History will record the irrationality if not the stupidity of the right in trying to cut down the public sector. Clearly, it will intensify and extend the downturn/depression if implemented but it will also throw down a gauntlet to the working class, which the latter will have to pick up, especially if previous anti-welfare state policies are continued and so-called efficient but short-termist strategies at workplaces are enforced in order to raise profits. From the time of De Tocqueville onwards, revolutionaries have argued that the exploited and oppressed do not rise in the downturn, when they are usually demoralised, but on the upturn. The issue will play out differently in the various regions and countries of the globe.
The Political Situation
The downturn in the world economy has indeed changed the political situation. The former Stalinist countries of Eastern Europe are in considerable trouble, most particularly those of the Baltic countries. As the population will no longer be able to borrow at cheap rates from abroad, the artificial boost to their economies has come to an end. Throughout Eastern Europe the market has lost its shine but no alternative presents itself. Whereas the countries now in the EU are stabilised by their membership of the European Union, the same is not true of the Former Soviet Union (FSU). The Ukraine and Russia are the two countries of most significance. Ukrainian nationalism has patently failed and the politicians are holding out the hope of entry into the EU. As that is not likely to materialise for a long time if ever, the country will be unstable, with a real possibility over time, of a shift to the left, even if that looks utopian at present. There is no other way out, other than disintegration.

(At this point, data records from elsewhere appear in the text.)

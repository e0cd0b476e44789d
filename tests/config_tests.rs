//! Config tests - defaults, environment lookup, JSON documents, validation

use std::collections::HashMap;

use tui_gems::engine::{Board, BoardConfig, ConfigError, EngineError};
use tui_gems::types::InteractionMode;

fn lookup(pairs: &[(&str, &str)]) -> impl Fn(&str) -> Option<String> {
    let map: HashMap<String, String> = pairs
        .iter()
        .map(|(k, v)| (k.to_string(), v.to_string()))
        .collect();
    move |key: &str| map.get(key).cloned()
}

#[test]
fn test_defaults() {
    let config = BoardConfig::default();
    assert_eq!((config.rows, config.columns), (5, 7));
    assert_eq!(config.drag_threshold, 0.5);
    assert!(config.animations_enabled);
    assert_eq!(config.mode, InteractionMode::Drag);
    assert_eq!(config.swap_duration_ms, 250);
    assert_eq!(config.transition_timeout_ms, Some(2000));
    assert!(config.validate().is_ok());
}

#[test]
fn test_env_overrides_and_fallbacks() {
    let config = BoardConfig::from_lookup(lookup(&[
        ("GEMS_ROWS", "8"),
        ("GEMS_COLUMNS", "not-a-number"),
        ("GEMS_ANIMATIONS", "off"),
        ("GEMS_MODE", "select"),
        ("GEMS_TRANSITION_TIMEOUT_MS", "0"),
        ("GEMS_SEED", " 99 "),
    ]));

    assert_eq!(config.rows, 8);
    assert_eq!(config.columns, 7, "unparseable value keeps the default");
    assert!(!config.animations_enabled);
    assert_eq!(config.mode, InteractionMode::SelectSelect);
    assert_eq!(config.transition_timeout_ms, None);
    assert_eq!(config.seed, 99);
}

#[test]
fn test_json_document() {
    let config = BoardConfig::from_json_str(
        r#"{
            "rows": 6,
            "columns": 6,
            "dragThreshold": 1.5,
            "animationsEnabled": false,
            "mode": "drag",
            "swapDurationMs": 100,
            "transitionTimeoutMs": 500,
            "seed": 3
        }"#,
    )
    .unwrap();

    assert_eq!((config.rows, config.columns), (6, 6));
    assert_eq!(config.drag_threshold, 1.5);
    assert!(!config.animations_enabled);
    assert_eq!(config.swap_duration_ms, 100);
    assert_eq!(config.transition_timeout_ms, Some(500));
    assert_eq!(config.seed, 3);
}

#[test]
fn test_json_errors() {
    assert!(matches!(
        BoardConfig::from_json_str(r#"{"rows": 0}"#),
        Err(ConfigError::Rows(0))
    ));
    assert!(matches!(
        BoardConfig::from_json_str(r#"{"dragThreshold": -1.0}"#),
        Err(ConfigError::DragThreshold(_))
    ));
    assert!(matches!(
        BoardConfig::from_json_str(r#"{"mode": "teleport"}"#),
        Err(ConfigError::UnknownMode(m)) if m == "teleport"
    ));
    assert!(matches!(
        BoardConfig::from_json_str(r#"{"rowz": 5}"#),
        Err(ConfigError::Parse(_))
    ));
    assert!(matches!(BoardConfig::from_json_str("not json"), Err(ConfigError::Parse(_))));
}

#[test]
fn test_board_rejects_invalid_config() {
    let result = Board::new(BoardConfig {
        columns: 0,
        ..BoardConfig::default()
    });
    assert!(matches!(result, Err(EngineError::Config(ConfigError::Columns(0)))));

    let result = Board::new(BoardConfig {
        drag_threshold: f32::NAN,
        ..BoardConfig::default()
    });
    assert!(matches!(result, Err(EngineError::Config(ConfigError::DragThreshold(_)))));
}

#[test]
fn test_zero_threshold_is_valid() {
    let config = BoardConfig {
        drag_threshold: 0.0,
        ..BoardConfig::default()
    };
    assert!(config.validate().is_ok());
}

The fact that dissident journalists in Russia continue to be shot and critical foreign journalists are unable to get visas is some indication of the anxiety levels in the Russian ruling group, given the outflow of capital, decline in output and reduction in raw material prices. The editor of the Socialist Register, Leo Panitch, a well-known left wing Professor of Politics at York University, Toronto, was invited to go to Moscow by the Russian President in order to attend the Russian equivalent of the Davos Conference. The conference literature talked of the advantage of state-capitalist regimes over liberal capitalism.[12] Clearly, the Russian ruling group is trying to develop an ideology in justification of its internal policy, and it hopes to get a degree of support from both third worldists and the left.

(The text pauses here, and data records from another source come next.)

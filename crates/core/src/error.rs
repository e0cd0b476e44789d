//! Board error taxonomy.
//!
//! Gesture-local failures (`NotAdjacent`, `StaleEvent`, `SwapInFlight`) are
//! recoverable: the current gesture is dropped and the board returns to idle.
//! `InconsistentState` means an invariant was already broken upstream and must
//! be surfaced, never patched over.

use thiserror::Error;

use crate::types::{PieceId, Position};

#[derive(Debug, Clone, PartialEq, Eq, Error)]
pub enum BoardError {
    /// Slot outside the grid extent (caller contract violation).
    #[error("position {position} is outside the {rows}x{columns} grid")]
    OutOfBounds {
        position: Position,
        rows: u8,
        columns: u8,
    },

    /// Swap attempted between slots that are not orthogonal neighbours.
    #[error("slots {a} and {b} are not adjacent")]
    NotAdjacent { a: Position, b: Position },

    /// Grid occupancy disagrees with a piece, or a slot expected to be full is empty.
    #[error("inconsistent board state: {0}")]
    InconsistentState(String),

    /// Pointer event for a subject that is not the tracked gesture subject.
    #[error("stale pointer event for piece {0}")]
    StaleEvent(PieceId),

    /// A swap commit is still waiting for its visual transition.
    #[error("a swap commit is already in flight")]
    SwapInFlight,

    /// Grid created with a zero dimension.
    #[error("invalid grid dimensions {rows}x{columns}")]
    InvalidDimensions { rows: u8, columns: u8 },
}

impl BoardError {
    /// Whether the error only aborts the current gesture.
    pub fn is_recoverable(&self) -> bool {
        matches!(
            self,
            BoardError::NotAdjacent { .. } | BoardError::StaleEvent(_) | BoardError::SwapInFlight
        )
    }

    pub fn inconsistent(detail: impl Into<String>) -> Self {
        BoardError::InconsistentState(detail.into())
    }
}
//! Swap transition playback.
//!
//! The board hands out a [`TransitionRequest`] per animated swap and waits
//! for its handle. [`TransitionPlayer`] owns those requests, advances them on
//! the frame clock, interpolates where the two pieces are drawn, and fires
//! the handle once the animation has run its duration.

use tracing::trace;

use crate::engine::{TransitionHandle, TransitionRequest};
use crate::types::{PieceId, Position, Vec2};

#[derive(Debug)]
struct Active {
    a: PieceId,
    b: PieceId,
    from_a: Position,
    from_b: Position,
    duration_ms: u32,
    elapsed_ms: u32,
    handle: Option<TransitionHandle>,
}

impl Active {
    fn progress(&self) -> f32 {
        if self.duration_ms == 0 {
            return 1.0;
        }
        (self.elapsed_ms as f32 / self.duration_ms as f32).min(1.0)
    }
}

#[derive(Debug, Default)]
pub struct TransitionPlayer {
    active: Vec<Active>,
}

impl TransitionPlayer {
    pub fn new() -> Self {
        Self::default()
    }

    pub fn start(&mut self, request: TransitionRequest) {
        let TransitionRequest {
            a,
            b,
            from_a,
            from_b,
            duration_ms,
            handle,
        } = request;
        trace!(%a, %b, duration_ms, "transition started");
        self.active.push(Active {
            a,
            b,
            from_a,
            from_b,
            duration_ms,
            elapsed_ms: 0,
            handle: Some(handle),
        });
    }

    pub fn is_animating(&self) -> bool {
        !self.active.is_empty()
    }

    /// Advance every transition; returns how many completed this frame.
    pub fn tick(&mut self, elapsed_ms: u32) -> usize {
        let mut completed = 0;
        // The board stopped waiting (watchdog); the pieces already rest at their new slots.
        self.active.retain(|t| match &t.handle {
            Some(handle) if handle.is_abandoned() => {
                trace!(a = %t.a, b = %t.b, "transition abandoned");
                false
            }
            _ => true,
        });
        for t in &mut self.active {
            t.elapsed_ms = t.elapsed_ms.saturating_add(elapsed_ms);
            if t.elapsed_ms >= t.duration_ms {
                if let Some(handle) = t.handle.take() {
                    trace!(a = %t.a, b = %t.b, "transition complete");
                    handle.complete();
                    completed += 1;
                }
            }
        }
        self.active.retain(|t| t.handle.is_some());
        completed
    }

    /// Fire every outstanding handle now.
    pub fn finish_all(&mut self) -> usize {
        let n = self.active.len();
        for mut t in self.active.drain(..) {
            if let Some(handle) = t.handle.take() {
                handle.complete();
            }
        }
        n
    }

    /// Draw location of `piece` in slot units, `x` = column and `y` = row.
    ///
    /// `None` when the piece is not animating and rests at its slot.
    pub fn draw_position(&self, piece: PieceId) -> Option<Vec2> {
        self.active.iter().find_map(|t| {
            let (from, to) = if t.a == piece {
                (t.from_a, t.from_b)
            } else if t.b == piece {
                (t.from_b, t.from_a)
            } else {
                return None;
            };
            Some(slot_vec(from).lerp(slot_vec(to), t.progress()))
        })
    }
}

fn slot_vec(pos: Position) -> Vec2 {
    Vec2::new(pos.col as f32, pos.row as f32)
}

Their ruling ideas are not so much state-capitalist as a defensive nationalism, which requires the maintenance of aspects of state-control in order to avoid becoming a semi-colony of the imperial powers. The alternative is obliteration as an independent or relatively independent ruling elite or class. Worse still, the official policy of market fundamentalism threatened the break-up or overthrow of the post-Soviet regime. The Obama administration has taken a more sensible line, though it still does not seem to understand the reality of the situation. On the one hand, the West wants the FSU to make a successful transition to capitalism but on the other, it objects to the formation of capital investment that might build up indigenous industry. It does talk of the importance of the latter, though not of the way it can be done. Furthermore, Russian capital will inevitably be imperial since all capital is of that ilk, and it necessarily seeks to dominate what it regards as its space. (The question is not one of supporting one or the other side, the left must oppose both, but of understanding the contradictions and conflicts involved.) The ruling class failure to understand the damage done to their own transition project can only mean that such transition as has occurred will be frozen.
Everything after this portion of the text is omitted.